Do you tend to build a wall of resistance to hearing a request, a need, or a complaint?


Do you tend to hear everything as a criticism that makes you prove and fight to show that nothing is wrong with you?


Are you able to listen without immediately feeling pressure to act?


Can you let yourself fall and agree to be loved and held?


Most men did not have the experience of being held and supported. Young boys are still expected to control themselves, quickly regulate their emotions, and always know what to do. Growing up, they need to learn to contain and trust their power but rarely find guidance.

Most men learned how to be “men” in our society from fathers and grandfathers who carry the burden and trauma of war. Most men were learning in silence.


Think about it; until not so long ago and sadly even now, countries and power-seeking leaders sent(d) many men to their deaths for rarely justified causes. But even when the reasons were just, and their lives and trauma were not in vain, those men never got the attention, the love, and the support to heal from the trauma they brought home with them. Nor did their families and young boys that needed a father and guidance on how to be and navigate life.

Needing to function and hide what they felt and saw leaked into how their boys had to be.

It hurts me to see how men, as a result of these expectations, can so easily fall into the needing to prove their worth, how they fight everything that might touch a place of weakness, fear, or hurt.

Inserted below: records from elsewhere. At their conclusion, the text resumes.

//! Cooperative cancellation
//!
//! A [`CancelToken`] is a one-shot, clonable shutdown signal. Loops poll
//! [`CancelToken::is_cancelled`] once per iteration; blocking waits select
//! on [`CancelToken::signal`], a channel that disconnects on cancel.

use std::fmt;
use std::sync::atomic::{AtomicBool, Ordering};
use std::sync::Arc;
use std::time::Duration;

use crossbeam::channel::{self, Receiver, RecvTimeoutError, Sender};
use parking_lot::Mutex;

/// Shared shutdown signal
#[derive(Clone)]
pub struct CancelToken {
    inner: Arc<Inner>,
}

struct Inner {
    cancelled: AtomicBool,
    // Dropped on cancel, which disconnects `signal`
    trigger: Mutex<Option<Sender<()>>>,
    signal: Receiver<()>,
}

impl CancelToken {
    pub fn new() -> Self {
        let (trigger, signal) = channel::bounded(0);
        Self {
            inner: Arc::new(Inner {
                cancelled: AtomicBool::new(false),
                trigger: Mutex::new(Some(trigger)),
                signal,
            }),
        }
    }

    /// Request cancellation. Calling this more than once has no extra effect.
    pub fn cancel(&self) {
        if !self.inner.cancelled.swap(true, Ordering::SeqCst) {
            tracing::debug!("Cancellation requested");
        }
        self.inner.trigger.lock().take();
    }

    pub fn is_cancelled(&self) -> bool {
        self.inner.cancelled.load(Ordering::SeqCst)
    }

    /// Receiver that never yields a value and disconnects once cancelled
    ///
    /// Meant for `crossbeam::channel::select!`.
    pub fn signal(&self) -> &Receiver<()> {
        &self.inner.signal
    }

    /// Sleep for up to `timeout`, waking early on cancellation
    ///
    /// Returns true if the token is cancelled.
    pub fn wait_timeout(&self, timeout: Duration) -> bool {
        match self.inner.signal.recv_timeout(timeout) {
            Err(RecvTimeoutError::Disconnected) => true,
            _ => self.is_cancelled(),
        }
    }
}

impl Default for CancelToken {
    fn default() -> Self {
        Self::new()
    }
}

impl fmt::Debug for CancelToken {
    fn fmt(&self, f: &mut fmt::Formatter<'_>) -> fmt::Result {
        f.debug_struct("CancelToken")
            .field("cancelled", &self.is_cancelled())
            .finish()
    }
}
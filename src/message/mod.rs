//! Message Module
//!
//! The values exchanged with handlers.
//!
//! A [`Message`] only promises to marshal itself to bytes. Request types
//! also implement [`Unmarshal`] so a [`RequestType`] descriptor can be built
//! for them at registration time; the codec uses that descriptor to turn a
//! frame payload back into a boxed message.
//!
//! ## Shipped Messages
//! - [`Text`]: UTF-8 text
//! - [`Blob`]: opaque bytes
//! - [`Bincode`]: any serde type, bincode-encoded
//!
//! Request payloads travel inside a newline-delimited frame, so a request
//! encoding must not produce a `0x0A` byte. Responses are unframed and have
//! no such restriction.

mod encoded;
mod text;

use std::any::Any;
use std::fmt;

use crate::error::{ChateauError, Result};

pub use encoded::Bincode;
pub use text::{Blob, Text};

/// Conversion into `Any` for recovering the concrete type behind a
/// `Box<dyn Message>`
pub trait AsAny {
    fn into_any(self: Box<Self>) -> Box<dyn Any + Send>;
}

impl<T: Any + Send> AsAny for T {
    fn into_any(self: Box<Self>) -> Box<dyn Any + Send> {
        self
    }
}

/// A value that can be written to a peer
pub trait Message: AsAny + Send + fmt::Debug {
    /// Serialize to the exact bytes written on the wire
    fn marshal(&self) -> Result<Vec<u8>>;
}

/// A message that can be parsed from a frame payload
pub trait Unmarshal: Message + Sized + 'static {
    fn unmarshal(bytes: &[u8]) -> Result<Self>;
}

type DecodeFn = fn(&[u8]) -> Result<Box<dyn Message>>;

/// Describes the request type a handler expects
#[derive(Clone, Copy)]
pub struct RequestType {
    name: &'static str,
    decode: DecodeFn,
}

impl RequestType {
    /// Descriptor for the message type `M`
    pub fn of<M: Unmarshal>() -> Self {
        Self {
            name: std::any::type_name::<M>(),
            decode: decode_boxed::<M>,
        }
    }

    /// Fully qualified type name, for logging
    pub fn name(&self) -> &'static str {
        self.name
    }

    /// Parse a payload into a boxed message of this type
    pub fn decode(&self, payload: &[u8]) -> Result<Box<dyn Message>> {
        (self.decode)(payload)
    }
}

impl fmt::Debug for RequestType {
    fn fmt(&self, f: &mut fmt::Formatter<'_>) -> fmt::Result {
        f.debug_tuple("RequestType").field(&self.name).finish()
    }
}

fn decode_boxed<M: Unmarshal>(payload: &[u8]) -> Result<Box<dyn Message>> {
    Ok(Box::new(M::unmarshal(payload)?))
}

/// Recover the concrete request type from a decoded message
///
/// Fails with an internal error when the codec produced a different type
/// than the handler declared.
pub(crate) fn downcast<M: Unmarshal>(msg: Box<dyn Message>) -> Result<M> {
    msg.into_any().downcast::<M>().map(|m| *m).map_err(|_| {
        ChateauError::Internal(format!(
            "incorrect handler format: request is not a {}",
            std::any::type_name::<M>()
        ))
    })
}
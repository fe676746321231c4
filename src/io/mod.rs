//! File input and output.

/// CSV export of selected slots.
pub mod export;
/// JSON forecast file loading.
pub mod ingest;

How they fiercely fight and try to erase everything/everyone, that may expose they “do not know,” “don’t have a solution,” and “are not able to function immediately. How their NOes and YESes to life, love, and who they are, are twisted.


Not only women are the victims of the system of abusive power structures and the patriarchy. And women have suffered immensely and need to recover their power. Our societies owe them this support and recovery.

But those men who want freedom, honesty, and authenticity are not being supported nor given the space to be with that need.

The system and culture suppress and pressure men. It twists their hearts, so they either run away from their power and presence or lose themselves as they try to erase their hurt, vulnerability, and needs.

Men often stay isolated and alone, as they are expected to manage all on their own.

Men and boys were not encouraged to see a connection as something they deserved and deeply needed.


Recovering your heart and power as a man in this society needs attention and care.

Layers of disconnect must be patiently removed, like those bandages wrapped around wounded parts.

Give yourself the time to recover and heal parts of yourself, and let love be part of it.

Make sure that you commit to not fighting yourself or others when you feel vulnerable.

That you agree to explore the moments you feel “out of control.”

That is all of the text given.